When our daughter went overseas to study it was at Ballantynes that we found souvenir gifts for her to take on her travels. When my mother was too frail to go shopping, it was Ballantynes who sent out clothes on approval for her to try on in her own home.

Response Tailoring
Response on made-to-measure work is still an important part of Ballantynes business. The firm will just about make anything that can be made from fabric for the purpose of wearing. It still hand-makes clothes, shirts, ties, academic and ecclesiastic wear.

Timaru House
Victoria House was opened in 1883. John Ballantyne believed that Timaru would go ahead as quickly as Christchurch and had great hopes for the business. The firm still trades in Timaru successfully in new premises built in 1986.

Courtesy
Over the many years that I have shopped at Ballantynes I cannot recall an instance of discourteous treatment by a staff member. From the time when your docket and cash or the record of your account entry rattled along the Lamson tubes to the office and returned with the change, to the modern computer entries, the standard of staff service has never changed.

Mail Order
The Mail Order Department of Ballantynes sends goods all over New Zealand and overseas.

Postage services
I discovered the full value of the postage services when we responded to our daughter's request for a New Zealand blanket made from real wool. She had not been impressed by the labels which stated that the blankets were made from "pure virgin acrylic". When Ballantynes offered to post the blanket I was pleased not to have to try and wrap such a large item. When the assistant explained that if the blanket was sent direct from the shop to an overseas address no GST would have to be paid I was delighted. The saving on the GST paid for the postage.

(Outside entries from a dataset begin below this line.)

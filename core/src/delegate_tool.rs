use std::collections::HashMap;
use std::sync::Arc;

use async_trait::async_trait;
use kestrel_memory::ConversationStore;
use kestrel_protocol::{AgentConfig, ErrorReason, EventSink, SubAgentStatus, ToolExecutionResult};
use kestrel_subagent::{SubagentManager, SubagentTask};
use kestrel_tools::{Tool, ToolContext, ToolSpec};
use serde::Deserialize;
use tokio_util::sync::CancellationToken;

/// Name under which `DelegateTool` registers itself (spec §4.5: "a tool
/// that spawns a narrowly-scoped specialist agent").
pub const DELEGATE_TOOL_NAME: &str = "delegate_to_agent";

#[derive(Debug, Deserialize)]
struct DelegateParams {
    agent: String,
    prompt: String,
    #[serde(default)]
    share_context: bool,
}

/// The tool the orchestrator's own turn loop dispatches to in order to
/// run a specialist agent (spec §4.5). Bridges the plain `Tool`
/// execution contract (spec §4.3) to `SubagentManager::execute_task`:
/// parent history, the parent's event sink, and the proposing
/// `conversation_id`/`message_id` all come from `ToolContext` and the
/// `ConversationStore` this tool was built with, rather than from the
/// tool call's own parameters.
pub struct DelegateTool {
    manager: Arc<SubagentManager>,
    memory: Arc<ConversationStore>,
    events: Arc<dyn EventSink>,
    profiles: Arc<HashMap<String, AgentConfig>>,
    spec: ToolSpec,
}

impl DelegateTool {
    pub fn new(
        manager: Arc<SubagentManager>,
        memory: Arc<ConversationStore>,
        events: Arc<dyn EventSink>,
        profiles: Arc<HashMap<String, AgentConfig>>,
    ) -> Self {
        let agent_names: Vec<&str> = profiles.keys().map(String::as_str).collect();
        let spec = ToolSpec::new(
            DELEGATE_TOOL_NAME,
            format!("Delegates a task to a named specialist agent. Available agents: {}", agent_names.join(", ")),
            serde_json::json!({
                "type": "object",
                "properties": {
                    "agent": { "type": "string", "enum": agent_names },
                    "prompt": { "type": "string" },
                    "share_context": { "type": "boolean" },
                },
                "required": ["agent", "prompt"],
            }),
        );
        Self { manager, memory, events, profiles, spec }
    }
}

#[async_trait]
impl Tool for DelegateTool {
    fn spec(&self) -> &ToolSpec {
        &self.spec
    }

    async fn execute(
        &self,
        id: &str,
        params: serde_json::Value,
        ctx: &ToolContext,
        cancel: CancellationToken,
    ) -> ToolExecutionResult {
        let params: DelegateParams = match serde_json::from_value(params) {
            Ok(params) => params,
            Err(err) => {
                return ToolExecutionResult::error(
                    id,
                    DELEGATE_TOOL_NAME,
                    format!("invalid delegation arguments: {err}"),
                    ErrorReason::InvalidInput,
                    0,
                );
            }
        };

        let Some(config) = self.profiles.get(&params.agent) else {
            return ToolExecutionResult::error(
                id,
                DELEGATE_TOOL_NAME,
                format!("no agent profile registered for '{}'", params.agent),
                ErrorReason::NotFound,
                0,
            );
        };

        let history = if params.share_context { self.memory.get(&ctx.conversation_id).await } else { Vec::new() };

        let mut task = SubagentTask::new(config.clone(), params.agent.clone(), params.prompt, id);
        task.delegation_depth = ctx.delegation_depth;
        task.share_context = params.share_context;

        let started = tokio::time::Instant::now();
        let result = self
            .manager
            .execute_task(task, &history, self.events.clone(), &ctx.conversation_id, &ctx.message_id, cancel)
            .await;
        let duration_ms = started.elapsed().as_millis() as u64;

        match result.status {
            SubAgentStatus::Success => ToolExecutionResult::text_ok(id, DELEGATE_TOOL_NAME, result.result_message, duration_ms),
            SubAgentStatus::Timeout => {
                ToolExecutionResult::error(id, DELEGATE_TOOL_NAME, result.result_message, ErrorReason::Timeout, duration_ms)
            }
            SubAgentStatus::Error => {
                ToolExecutionResult::error(id, DELEGATE_TOOL_NAME, result.result_message, ErrorReason::Unknown, duration_ms)
            }
        }
    }
}

#[cfg(test)]
mod tests {
    use std::sync::Mutex;

    use async_trait::async_trait as async_trait_alias;
    use kestrel_memory::InMemoryStore;
    use kestrel_protocol::AgentEvent;
    use kestrel_subagent::OrchestratorFactory;
    use kestrel_subagent::TurnExecutor;
    use kestrel_subagent::TurnOutcome;

    use super::*;

    struct RecordingSink {
        events: Mutex<Vec<AgentEvent>>,
    }

    impl RecordingSink {
        fn new() -> Self {
            Self { events: Mutex::new(Vec::new()) }
        }
    }

    impl EventSink for RecordingSink {
        fn emit(&self, event: AgentEvent) {
            self.events.lock().expect("lock").push(event);
        }
    }

    struct EchoExecutor;

    #[async_trait_alias]
    impl TurnExecutor for EchoExecutor {
        async fn run_turn(
            &self,
            user_text: String,
            _cancel: CancellationToken,
        ) -> Result<TurnOutcome, kestrel_subagent::SubagentError> {
            Ok(TurnOutcome { content: format!("handled: {user_text}"), usage: None })
        }
    }

    struct FixedFactory;

    impl OrchestratorFactory for FixedFactory {
        fn build(
            &self,
            _config: AgentConfig,
            _memory: Arc<dyn kestrel_memory::MemoryStore>,
            _conversation_key: String,
            _events: Arc<dyn EventSink>,
            _delegation_depth: u32,
        ) -> Arc<dyn TurnExecutor> {
            Arc::new(EchoExecutor)
        }
    }

    fn profiles() -> Arc<HashMap<String, AgentConfig>> {
        let mut map = HashMap::new();
        map.insert("reviewer".to_string(), AgentConfig::new("reviewer", "gpt-5", "you review code"));
        Arc::new(map)
    }

    #[tokio::test]
    async fn unknown_agent_synthesizes_not_found() {
        let manager = Arc::new(SubagentManager::new(Arc::new(FixedFactory)));
        let memory = Arc::new(ConversationStore::new(Arc::new(InMemoryStore::new())));
        let events: Arc<dyn EventSink> = Arc::new(RecordingSink::new());
        let tool = DelegateTool::new(manager, memory, events, profiles());
        let ctx = ToolContext::new("c").with_message_id("m");

        let result = tool
            .execute("1", serde_json::json!({"agent": "ghost", "prompt": "hi"}), &ctx, CancellationToken::new())
            .await;

        assert_eq!(result.error_reason(), Some(ErrorReason::NotFound));
    }

    #[tokio::test]
    async fn known_agent_runs_and_returns_its_content() {
        let manager = Arc::new(SubagentManager::new(Arc::new(FixedFactory)));
        let memory = Arc::new(ConversationStore::new(Arc::new(InMemoryStore::new())));
        let events: Arc<dyn EventSink> = Arc::new(RecordingSink::new());
        let tool = DelegateTool::new(manager, memory, events, profiles());
        let ctx = ToolContext::new("c").with_message_id("m");

        let result = tool
            .execute("1", serde_json::json!({"agent": "reviewer", "prompt": "review this"}), &ctx, CancellationToken::new())
            .await;

        assert_eq!(result.result_as_text(), "handled: review this");
    }
}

Delivery of goods on approval
For a small charge Ballantynes will deliver goods on approval to urban account holders and collect the articles to be returned. This is a great saving in time and allows the customers to ponder over their purchases at home and coordinate colours of clothes or furnishings.

Care for the individual customer
I was in the store with a frail elderly friend recently and as we finished our shopping we were discussing where we would find the nearest taxi rink. Our conversation was overhead by a staff member who told us that part of customer service was ordering taxis and within minutes she was picked up at the Lichfield Street door.

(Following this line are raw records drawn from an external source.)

use std::collections::HashMap;
use std::path::PathBuf;
use std::sync::Arc;

use dashmap::DashMap;
use kestrel_protocol::{ConversationMetadata, Message};
use tracing::warn;

use crate::error::MemoryError;
use crate::file_backed::{load_metadata_file, persist_metadata_file, FileBackedStore};
use crate::store::MemoryStore;

/// Wraps a `MemoryStore` with per-conversation `ConversationMetadata`
/// (spec §2, §3: "Conversation Store wraps Memory with per-conversation
/// metadata").
///
/// Metadata tracking lives here rather than in each `MemoryStore`
/// implementation so `InMemoryStore` and `FileBackedStore` stay focused on
/// the message log; any store can be wrapped uniformly. When opened via
/// [`ConversationStore::open_file_backed`], this also owns the sibling
/// `metadata.json` document (spec §6) — `new` alone (used for sub-agents
/// and tests, whose `InMemoryStore` never persists) leaves `persist_dir`
/// unset, so the metadata map stays purely in-process there.
pub struct ConversationStore {
    store: Arc<dyn MemoryStore>,
    metadata: DashMap<String, ConversationMetadata>,
    persist_dir: Option<PathBuf>,
}

impl ConversationStore {
    pub fn new(store: Arc<dyn MemoryStore>) -> Self {
        Self { store, metadata: DashMap::new(), persist_dir: None }
    }

    /// Opens a file-backed message log and rehydrates its sibling
    /// `metadata.json` under the same `dir` (spec §6: "A sibling file
    /// `metadata.json` stores `{ "<conversationKey>": ConversationMetadata
    /// }`"). Every subsequent metadata mutation rewrites that file.
    pub async fn open_file_backed(dir: impl Into<PathBuf>) -> Result<Self, MemoryError> {
        let dir = dir.into();
        let store = FileBackedStore::open(&dir).await?;
        let loaded = load_metadata_file(&dir).await?;
        let metadata = DashMap::new();
        for (key, value) in loaded {
            metadata.insert(key, value);
        }
        Ok(Self { store: Arc::new(store), metadata, persist_dir: Some(dir) })
    }

    pub fn store(&self) -> Arc<dyn MemoryStore> {
        self.store.clone()
    }

    pub async fn get(&self, key: &str) -> Vec<Message> {
        self.store.get(key).await
    }

    /// Appends `messages` and updates the conversation's metadata
    /// (`messageCount`, `updatedAt`) in the same call, per spec §4.1.
    pub async fn append(&self, key: &str, messages: Vec<Message>) -> Result<(), MemoryError> {
        let added = messages.len();
        self.store.append(key, messages).await?;
        {
            let mut entry = self.metadata.entry(key.to_string()).or_insert_with(ConversationMetadata::new);
            entry.message_count += added;
            entry.updated_at = chrono::Utc::now();
        }
        self.persist_metadata().await;
        Ok(())
    }

    /// Replaces a conversation's full history (used by auto-summary's
    /// history-replacement path, spec §4.7) and records `summarized_from`.
    pub async fn replace_with_summary(
        &self,
        key: &str,
        messages: Vec<Message>,
        summarized_from: Option<String>,
    ) -> Result<(), MemoryError> {
        self.store.set(key, messages.clone()).await?;
        {
            let mut entry = self.metadata.entry(key.to_string()).or_insert_with(ConversationMetadata::new);
            entry.message_count = messages.len();
            entry.updated_at = chrono::Utc::now();
            entry.summarized_from = summarized_from;
        }
        self.persist_metadata().await;
        Ok(())
    }

    pub fn metadata(&self, key: &str) -> ConversationMetadata {
        self.metadata.get(key).map(|entry| entry.clone()).unwrap_or_default()
    }

    /// Adds token/cost usage to a conversation's running totals (fed by
    /// `kestrel-metrics` after each completion, spec §4.7).
    pub async fn record_usage(&self, key: &str, prompt_tokens: u64, completion_tokens: u64, cost_usd: f64) {
        {
            let mut entry = self.metadata.entry(key.to_string()).or_insert_with(ConversationMetadata::new);
            entry.total_prompt_tokens += prompt_tokens;
            entry.total_completion_tokens += completion_tokens;
            entry.estimated_cost_usd += cost_usd;
            entry.updated_at = chrono::Utc::now();
        }
        self.persist_metadata().await;
    }

    /// Resets the running token/cost counters, called after auto-summary
    /// fires (spec §4.7: "After either action, reset the metrics counters
    /// for the session").
    pub async fn reset_usage(&self, key: &str) {
        {
            if let Some(mut entry) = self.metadata.get_mut(key) {
                entry.total_prompt_tokens = 0;
                entry.total_completion_tokens = 0;
                entry.estimated_cost_usd = 0.0;
            }
        }
        self.persist_metadata().await;
    }

    pub async fn delete(&self, key: &str) -> Result<(), MemoryError> {
        self.metadata.remove(key);
        self.persist_metadata().await;
        self.store.delete(key).await
    }

    /// Rewrites `metadata.json` from the current in-memory map. A no-op
    /// when this store wasn't opened via `open_file_backed` — sub-agent
    /// and test stores never touch disk for metadata.
    async fn persist_metadata(&self) {
        let Some(dir) = &self.persist_dir else { return };
        let snapshot: HashMap<String, ConversationMetadata> =
            self.metadata.iter().map(|entry| (entry.key().clone(), entry.value().clone())).collect();
        if let Err(err) = persist_metadata_file(dir, &snapshot).await {
            warn!(error = %err, "failed to persist conversation metadata");
        }
    }
}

The 'service' code can demand using all types of transport!
In the days when the dressmaking workroom made wedding gowns there were two brides of the same surname having gowns made. Unfortunately, the gowns were sent to the wrong brides. Fortunately, with the use of horse and railway, both brides were beautifully dressed in their own dresses on the wedding day.

Once a bridegroom purchased a pair of shoes for his wedding, only to find on his wedding day he had two shoes for the same foot! He rang Ballantynes on his wedding day and a light aircraft air-dropped a replacement pair on his farm at the top of the Rakaia.

Tourist Shops
The "visitor business" has always been important to the Company. It opened the first duty free shop in New Zealand at Christchurch International Airport in 1963. It lost the franchise in the 1960's but still trades from outlets at Christchurch Airport.

Times of Difficulty
Like all businesses, Ballantynes needed careful management during the years of the depression in the 1930's.

Fifty years ago the business was hit by a disastrous fire which resulted in serious loss of life and the destruction of the buildings. However , it is to their credit that they rebuilt themselves after that tragedy to endure as one of the city's most successful and well liked businesses.

The future
Richard Ballantyne, the present managing director, admits that there are difficulties for retailers in the inner city as more people shop in suburban malls. However he believes that provided the principles on which the firm was built are upheld Ballantynes will continue to trade successfully by being willing to change with the times and fit new ideas into the Ballantynes code of practice.